====== AI Vision ======
Il y a YOLO et tout plein d'outils dédiés à la détection dans des images. Là je teste avec des modèles multimodaux, sans entraînement spécifique.
===== expérience =====
Le prompt demande s'il y a des panneaux solaire dans l'image fournie, avec sa bbox, et si "oui" de calculer les coordonnées géographiques de l'objet trouvé. Les 2 instructions permettent d'éliminer des faux positifs.
Par exemple le modèle trouve un panneau solaire dans cette image, mais ne trouve pas les coordonnées géo, on peut donc l'évacuer des positifs.
{{:informatique:ai_lm:ai_vision:champ-avec-rayures_18-131487-91478.jpeg?direct&140|champ avec rayures}}
===== llama.cpp =====
* [[https://github.com/ggml-org/llama.cpp/tree/master/tools/mtmd|Multimodal Support in llama.cpp]]
Nécessite un modèle multimodal et un fichier ''mmproj'' approprié.
Avec **llama-mtmd-cli** et **gemma-3-4b-it** :
* [[https://huggingface.co/ggml-org/gemma-3-4b-it-GGUF/resolve/main/gemma-3-4b-it-Q4_K_M.gguf|gemma-3-4b-it-Q4_K_M.gguf]]
* [[https://huggingface.co/ggml-org/gemma-3-4b-it-GGUF/resolve/main/mmproj-model-f16.gguf|mmproj-model-f16.gguf]]
# gemma-3-4b-it-UD-Q8_K_XL
$ time ~/llama.cpp/build/bin/llama-mtmd-cli --log-timestamps \
-m ~/Data/gemma-3-4b-it-UD-Q8_K_XL.gguf \
--mmproj ~/Data/mmproj-model-f16.gguf \
--image ~/Data/screenshot_20260214-141126.png -p 'Vois tu des panneaux solaires sur cette image ?'
main: loading model: ~/Data/gemma-3-4b-it-UD-Q8_K_XL.gguf
WARN: This is an experimental CLI for testing multimodal capability.
For normal use cases, please use the standard llama-cli
encoding image slice...
image slice encoded in 789 ms
decoding image batch 1/1, n_tokens_batch = 256
sched_reserve: reserving ...
sched_reserve: CUDA0 compute buffer size = 517.12 MiB
sched_reserve: CUDA_Host compute buffer size = 269.02 MiB
sched_reserve: graph nodes = 1369
sched_reserve: graph splits = 2
sched_reserve: reserve took 109.44 ms, sched copies = 1
image decoded (batch 1/1) in 201 ms
sched_reserve: reserving ...
sched_reserve: CUDA0 compute buffer size = 517.12 MiB
sched_reserve: CUDA_Host compute buffer size = 269.02 MiB
sched_reserve: graph nodes = 1369
sched_reserve: graph splits = 2
sched_reserve: reserve took 188.38 ms, sched copies = 1
Oui, je vois des panneaux solaires sur l'image.
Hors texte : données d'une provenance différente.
//! TerminalRenderer: puts framebuffers on a real terminal.
//!
//! A frame after `enter`, `invalidate` or a size change repaints every row.
//! Other frames only rewrite the spans that differ from what is on screen.
//! Mouse reporting stays on while the renderer owns the terminal.

use std::io::{self, Write};

use anyhow::Result;

use crossterm::{
    cursor,
    event::{DisableMouseCapture, EnableMouseCapture},
    style::{
        Attribute, Color, Print, ResetColor, SetAttribute, SetBackgroundColor, SetForegroundColor,
    },
    terminal, QueueableCommand,
};

use crate::fb::{Cell, CellStyle, FrameBuffer, Rgb};

/// Up to this many unchanged cells between two changes are reprinted rather
/// than skipped with a cursor move.
const SPAN_GAP: usize = 3;

impl From<Rgb> for Color {
    fn from(rgb: Rgb) -> Self {
        Color::Rgb {
            r: rgb.r,
            g: rgb.g,
            b: rgb.b,
        }
    }
}

#[derive(Debug)]
pub struct TerminalRenderer {
    stdout: io::Stdout,
    /// What the terminal currently shows; `None` forces a full repaint.
    shown: Option<FrameBuffer>,
    scratch: Vec<u8>,
}

impl Default for TerminalRenderer {
    fn default() -> Self {
        Self::new()
    }
}

impl TerminalRenderer {
    pub fn new() -> Self {
        Self {
            stdout: io::stdout(),
            shown: None,
            scratch: Vec::with_capacity(32 * 1024),
        }
    }

    pub fn enter(&mut self) -> Result<()> {
        terminal::enable_raw_mode()?;
        self.scratch.clear();
        self.scratch
            .queue(terminal::EnterAlternateScreen)?
            .queue(cursor::Hide)?
            .queue(terminal::DisableLineWrap)?
            .queue(EnableMouseCapture)?;
        self.shown = None;
        self.flush()
    }

    pub fn exit(&mut self) -> Result<()> {
        self.scratch.clear();
        self.scratch
            .queue(DisableMouseCapture)?
            .queue(ResetColor)?
            .queue(SetAttribute(Attribute::Reset))?
            .queue(terminal::EnableLineWrap)?
            .queue(cursor::Show)?
            .queue(terminal::LeaveAlternateScreen)?;
        self.flush()?;
        terminal::disable_raw_mode()?;
        Ok(())
    }

    /// Repaint everything on the next draw, e.g. after a resize.
    pub fn invalidate(&mut self) {
        self.shown = None;
    }

    /// Put `fb` on screen and take it as the new reference frame.
    ///
    /// On return `fb` holds the previous frame's buffer, ready to be drawn
    /// into again, so no frame is ever cloned.
    pub fn draw_swap(&mut self, fb: &mut FrameBuffer) -> Result<()> {
        self.scratch.clear();
        let mut prev = match self.shown.take() {
            Some(prev) if same_size(&prev, fb) => {
                encode_diff_into(&prev, fb, &mut self.scratch)?;
                prev
            }
            stale => {
                encode_full_into(fb, &mut self.scratch)?;
                let mut prev = stale.unwrap_or_else(|| FrameBuffer::new(0, 0));
                prev.resize(fb.width(), fb.height());
                prev
            }
        };
        self.flush()?;

        std::mem::swap(&mut prev, fb);
        self.shown = Some(prev);
        Ok(())
    }

    fn flush(&mut self) -> Result<()> {
        if !self.scratch.is_empty() {
            self.stdout.write_all(&self.scratch)?;
        }
        self.stdout.flush()?;
        Ok(())
    }
}

fn same_size(a: &FrameBuffer, b: &FrameBuffer) -> bool {
    a.width() == b.width() && a.height() == b.height()
}

/// Clear the screen and print every row of `fb` into `out`.
pub fn encode_full_into(fb: &FrameBuffer, out: &mut Vec<u8>) -> Result<()> {
    out.queue(terminal::Clear(terminal::ClearType::All))?;
    let width = fb.width() as usize;
    if width == 0 {
        return Ok(());
    }

    let mut pen = Pen::new(out);
    for (y, row) in fb.cells().chunks(width).enumerate() {
        pen.move_to(0, y as u16)?;
        pen.print(row)?;
    }
    pen.finish()?;
    Ok(())
}

/// Print only what changed from `prev` to `next` into `out`.
///
/// Frames of different sizes fall back to [`encode_full_into`]. Identical
/// frames write nothing.
pub fn encode_diff_into(prev: &FrameBuffer, next: &FrameBuffer, out: &mut Vec<u8>) -> Result<()> {
    if !same_size(prev, next) {
        return encode_full_into(next, out);
    }

    let width = next.width() as usize;
    let mut pen = Pen::new(out);
    let mut touched = false;
    for span in changed_spans(prev, next) {
        let start = span.y as usize * width + span.x as usize;
        pen.move_to(span.x, span.y)?;
        pen.print(&next.cells()[start..start + span.len as usize])?;
        touched = true;
    }
    if touched {
        pen.finish()?;
    }
    Ok(())
}

/// A run of cells on one row that needs rewriting.
#[derive(Debug, Clone, Copy, PartialEq, Eq)]
pub struct Span {
    pub x: u16,
    pub y: u16,
    pub len: u16,
}

/// Changed spans of `next` against `prev`, top to bottom. Both frames must
/// have the same size.
pub fn changed_spans<'a>(
    prev: &'a FrameBuffer,
    next: &'a FrameBuffer,
) -> impl Iterator<Item = Span> + 'a {
    let width = (next.width() as usize).max(1);
    prev.cells()
        .chunks(width)
        .zip(next.cells().chunks(width))
        .enumerate()
        .flat_map(|(y, (old, new))| {
            RowSpans { old, new, x: 0 }.map(move |(x, len)| Span {
                x: x as u16,
                y: y as u16,
                len: len as u16,
            })
        })
}

struct RowSpans<'a> {
    old: &'a [Cell],
    new: &'a [Cell],
    x: usize,
}

impl Iterator for RowSpans<'_> {
    /// `(start, len)` within the row.
    type Item = (usize, usize);

    fn next(&mut self) -> Option<Self::Item> {
        let (old, new) = (self.old, self.new);
        let differs = |i: usize| old[i] != new[i];

        let start = (self.x..new.len()).find(|&i| differs(i))?;
        let mut end = start + 1;
        while let Some(i) = (end..new.len().min(end + SPAN_GAP + 1)).find(|&i| differs(i)) {
            end = i + 1;
        }
        self.x = end;
        Some((start, end - start))
    }
}

/// Writes cells while remembering the terminal's current style, so a colour
/// or attribute is only sent when it changes.
struct Pen<'a> {
    out: &'a mut Vec<u8>,
    style: Option<CellStyle>,
}

impl<'a> Pen<'a> {
    fn new(out: &'a mut Vec<u8>) -> Self {
        Self { out, style: None }
    }

    fn move_to(&mut self, x: u16, y: u16) -> io::Result<()> {
        self.out.queue(cursor::MoveTo(x, y))?;
        Ok(())
    }

    fn print(&mut self, cells: &[Cell]) -> io::Result<()> {
        for cell in cells {
            self.restyle(cell.style)?;
            self.out.queue(Print(cell.ch))?;
        }
        Ok(())
    }

    fn restyle(&mut self, next: CellStyle) -> io::Result<()> {
        let prev = self.style.replace(next);
        if prev == Some(next) {
            return Ok(());
        }

        // SGR has no portable "bold off"; a reset drops colours as well.
        let reset = prev.map_or(true, |p| (p.bold && !next.bold) || (p.dim && !next.dim));
        let last = if reset {
            self.out.queue(SetAttribute(Attribute::Reset))?;
            None
        } else {
            prev
        };

        if last.map(|p| p.fg) != Some(next.fg) {
            self.out.queue(SetForegroundColor(next.fg.into()))?;
        }
        if last.map(|p| p.bg) != Some(next.bg) {
            self.out.queue(SetBackgroundColor(next.bg.into()))?;
        }
        if next.bold && !last.is_some_and(|p| p.bold) {
            self.out.queue(SetAttribute(Attribute::Bold))?;
        }
        if next.dim && !last.is_some_and(|p| p.dim) {
            self.out.queue(SetAttribute(Attribute::Dim))?;
        }
        Ok(())
    }

    fn finish(self) -> io::Result<()> {
        self.out
            .queue(ResetColor)?
            .queue(SetAttribute(Attribute::Reset))?;
        Ok(())
    }
}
Ils sont disposés sur le toit du bâtiment principal au centre de l'image.
llama_perf_context_print: load time = 2846.21 ms
llama_perf_context_print: prompt eval time = 852.69 ms / 278 tokens ( 3.07 ms per token, 326.03 tokens per second)
llama_perf_context_print: eval time = 542.06 ms / 30 runs ( 18.07 ms per token, 55.34 tokens per second)
llama_perf_context_print: total time = 2344.07 ms / 308 tokens
llama_perf_context_print: graphs reused = 29
real 0m8,165s
user 0m4,880s
sys 0m3,269s
# gemma-3-4b-it-Q4_K_M.gguf
Oui, je vois des panneaux solaires sur l'image. Ils sont installés sur le toit du bâtiment principal, qui est une grande structure rectangulaire.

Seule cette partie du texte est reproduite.